Chroma, lightness, and hue under different UV intensities
Figure 5. Trends of chroma, lightness, and hue can be seen under different UV intensities using the table-down color measurement system on D, F, G, and H color sample sets. The four consecutive data points in each color and fluorescence value (from left to right in each grouping) represent data collected at UV increments of <1%, 2%, 3%, and 5%.
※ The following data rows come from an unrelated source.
//! The dependency graph derived from one AST. Nodes live in a vector and
//! edges are index pairs, so the graph itself owns no cyclic structure.

use std::collections::HashMap;

use crate::core::annotation::{ConfigurationAttribute, DependencyKind};
use crate::core::diag::Span;
use crate::core::tree::{Expr, File, TypeDeclaration};
use crate::core::types::{AbstractType, AccessLevel, ConcreteType, Scope};

pub type TypeId = usize;
pub type NodeId = usize;

#[derive(Debug, Clone, PartialEq)]
pub struct TypeEntry {
    pub name: String,
    /// Dotted path through the enclosing types (`Outer.Inner`).
    pub qualified_name: String,
    /// Effective access, with `Default` already resolved against the parent.
    pub access_level: AccessLevel,
    pub parent: Option<TypeId>,
    pub is_isolated: bool,
    pub span: Span,
}

#[derive(Debug, Clone, PartialEq)]
pub struct ResolvedDependency {
    pub name: String,
    pub kind: DependencyKind,
    /// Declared or configured scope; `None` for references and parameters.
    pub scope: Option<Scope>,
    /// For parameters this is the parameter type.
    pub abstract_type: AbstractType,
    pub concrete_type: Option<ConcreteType>,
    /// Access as declared on the variable (unresolved).
    pub access_level: AccessLevel,
    pub declaring_type: TypeId,
    pub span: Span,
}

#[derive(Debug, Default)]
pub struct Graph {
    pub types: Vec<TypeEntry>,
    pub nodes: Vec<ResolvedDependency>,
    /// Dependency nodes per type, in document order. Parallel to `types`.
    pub by_type: Vec<Vec<NodeId>>,
    /// `(declaring type, dependency name)` index.
    pub index: HashMap<(TypeId, String), NodeId>,
    /// First type carrying each simple name, in document order.
    pub type_by_name: HashMap<String, TypeId>,
}

impl Graph {
    /// One pre-order walk over the AST, carrying the ancestor on the
    /// traversal stack.
    pub fn build(file: &File) -> Result<Graph, String> {
        let mut graph = Graph::default();
        for expr in &file.types {
            match expr {
                Expr::Type(decl) => graph.add_type(decl, None)?,
                other => {
                    return Err(format!("top-level expression is not a type: {other:?}"));
                }
            }
        }
        Ok(graph)
    }

    /// The ordered chain of enclosing types, innermost first.
    pub fn ancestors(&self, type_id: TypeId) -> impl Iterator<Item = TypeId> + '_ {
        std::iter::successors(self.types[type_id].parent, move |&id| self.types[id].parent)
    }

    /// Registrations in document order across the whole unit.
    pub fn registrations(&self) -> impl Iterator<Item = NodeId> + '_ {
        (0..self.nodes.len()).filter(|&id| self.nodes[id].kind == DependencyKind::Registration)
    }

    /// Finds the injectable type a registration's concrete type names, if it
    /// is declared in this unit.
    pub fn target_type(&self, node: NodeId) -> Option<TypeId> {
        let concrete = self.nodes[node].concrete_type.as_ref()?;
        let name = concrete.0.name()?;
        self.type_by_name.get(name).copied()
    }

    /// Walks the ancestor chain looking for a dependency with the given name.
    pub fn resolve_through_ancestors(&self, from: TypeId, name: &str) -> Option<NodeId> {
        self.ancestors(from)
            .find_map(|ancestor| self.index.get(&(ancestor, name.to_string())).copied())
    }

    fn add_type(&mut self, decl: &TypeDeclaration, parent: Option<TypeId>) -> Result<(), String> {
        let parent_access = parent
            .map(|id| self.types[id].access_level)
            .unwrap_or(AccessLevel::Internal);
        let qualified_name = match parent {
            Some(id) => format!("{}.{}", self.types[id].qualified_name, decl.name),
            None => decl.name.clone(),
        };

        let type_id = self.types.len();
        self.types.push(TypeEntry {
            name: decl.name.clone(),
            qualified_name,
            access_level: decl.access_level.resolved(parent_access),
            parent,
            is_isolated: decl.is_isolated(),
            span: decl.span,
        });
        self.by_type.push(Vec::new());
        self.type_by_name
            .entry(decl.name.clone())
            .or_insert(type_id);

        for child in &decl.children {
            match child {
                Expr::Type(nested) => self.add_type(nested, Some(type_id))?,
                Expr::Register(node) => {
                    let scope = self
                        .configured_scope(decl, &node.annotation.name)
                        .unwrap_or_default();
                    self.add_node(ResolvedDependency {
                        name: node.annotation.name.clone(),
                        kind: DependencyKind::Registration,
                        scope: Some(scope),
                        abstract_type: node.annotation.abstract_type.clone(),
                        concrete_type: Some(node.annotation.concrete_type.clone()),
                        access_level: node.annotation.access_level,
                        declaring_type: type_id,
                        span: node.span,
                    })?;
                }
                Expr::Reference(node) => {
                    self.add_node(ResolvedDependency {
                        name: node.annotation.name.clone(),
                        kind: DependencyKind::Reference,
                        scope: None,
                        abstract_type: node.annotation.abstract_type.clone(),
                        concrete_type: None,
                        access_level: node.annotation.access_level,
                        declaring_type: type_id,
                        span: node.span,
                    })?;
                }
                Expr::Parameter(node) => {
                    self.add_node(ResolvedDependency {
                        name: node.annotation.name.clone(),
                        kind: DependencyKind::Parameter,
                        scope: None,
                        abstract_type: AbstractType(node.annotation.parameter_type.clone()),
                        concrete_type: None,
                        access_level: node.annotation.access_level,
                        declaring_type: type_id,
                        span: node.span,
                    })?;
                }
                Expr::Configuration(_) => {}
            }
        }
        Ok(())
    }

    fn add_node(&mut self, node: ResolvedDependency) -> Result<(), String> {
        let key = (node.declaring_type, node.name.clone());
        let node_id = self.nodes.len();
        if self.index.insert(key, node_id).is_some() {
            // The parser rejects double declarations; seeing one here means
            // the AST was built by other means.
            return Err(format!(
                "duplicate dependency survived parsing: {}",
                node.name
            ));
        }
        self.by_type[node.declaring_type].push(node_id);
        self.nodes.push(node);
        Ok(())
    }

    /// A `scope` configuration attribute overrides the default; the last one
    /// in document order wins.
    fn configured_scope(&self, decl: &TypeDeclaration, name: &str) -> Option<Scope> {
        decl.configuration_of(name)
            .filter_map(|attr| match attr {
                ConfigurationAttribute::Scope(scope) => Some(*scope),
                _ => None,
            })
            .last()
    }
}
Figures 5B and 5C show how lightness and hue values for these diamonds change under different UV intensities. For lightness, D- and F-color diamonds do not show an obvious change as UV content increases, whereas nearly all G- and H-color diamonds show a consistent decrease in lightness values across fluorescence descriptions. Diamonds with fluorescence descriptions of None or Faint show negligible changes in hue value as UV content increases. Diamonds with Medium fluorescence start to show some change in hue value with higher UV content, and those with Strong or Very Strong fluorescence show sharp changes in hue value as UV content increases. The D-color diamond with Very Strong fluorescence shows a significant change in hue value, from 100 to –80, as UV content increases to 3%. This dramatic change in hue value represents a hue change from yellow to blue.

F-color stones without and with high UV intensities
Figure 6. Stones in the F color set with fluorescence descriptions of None and Very Strong are seen without UV and with high UV intensities from the table-down color measurement system, along with corresponding attributes.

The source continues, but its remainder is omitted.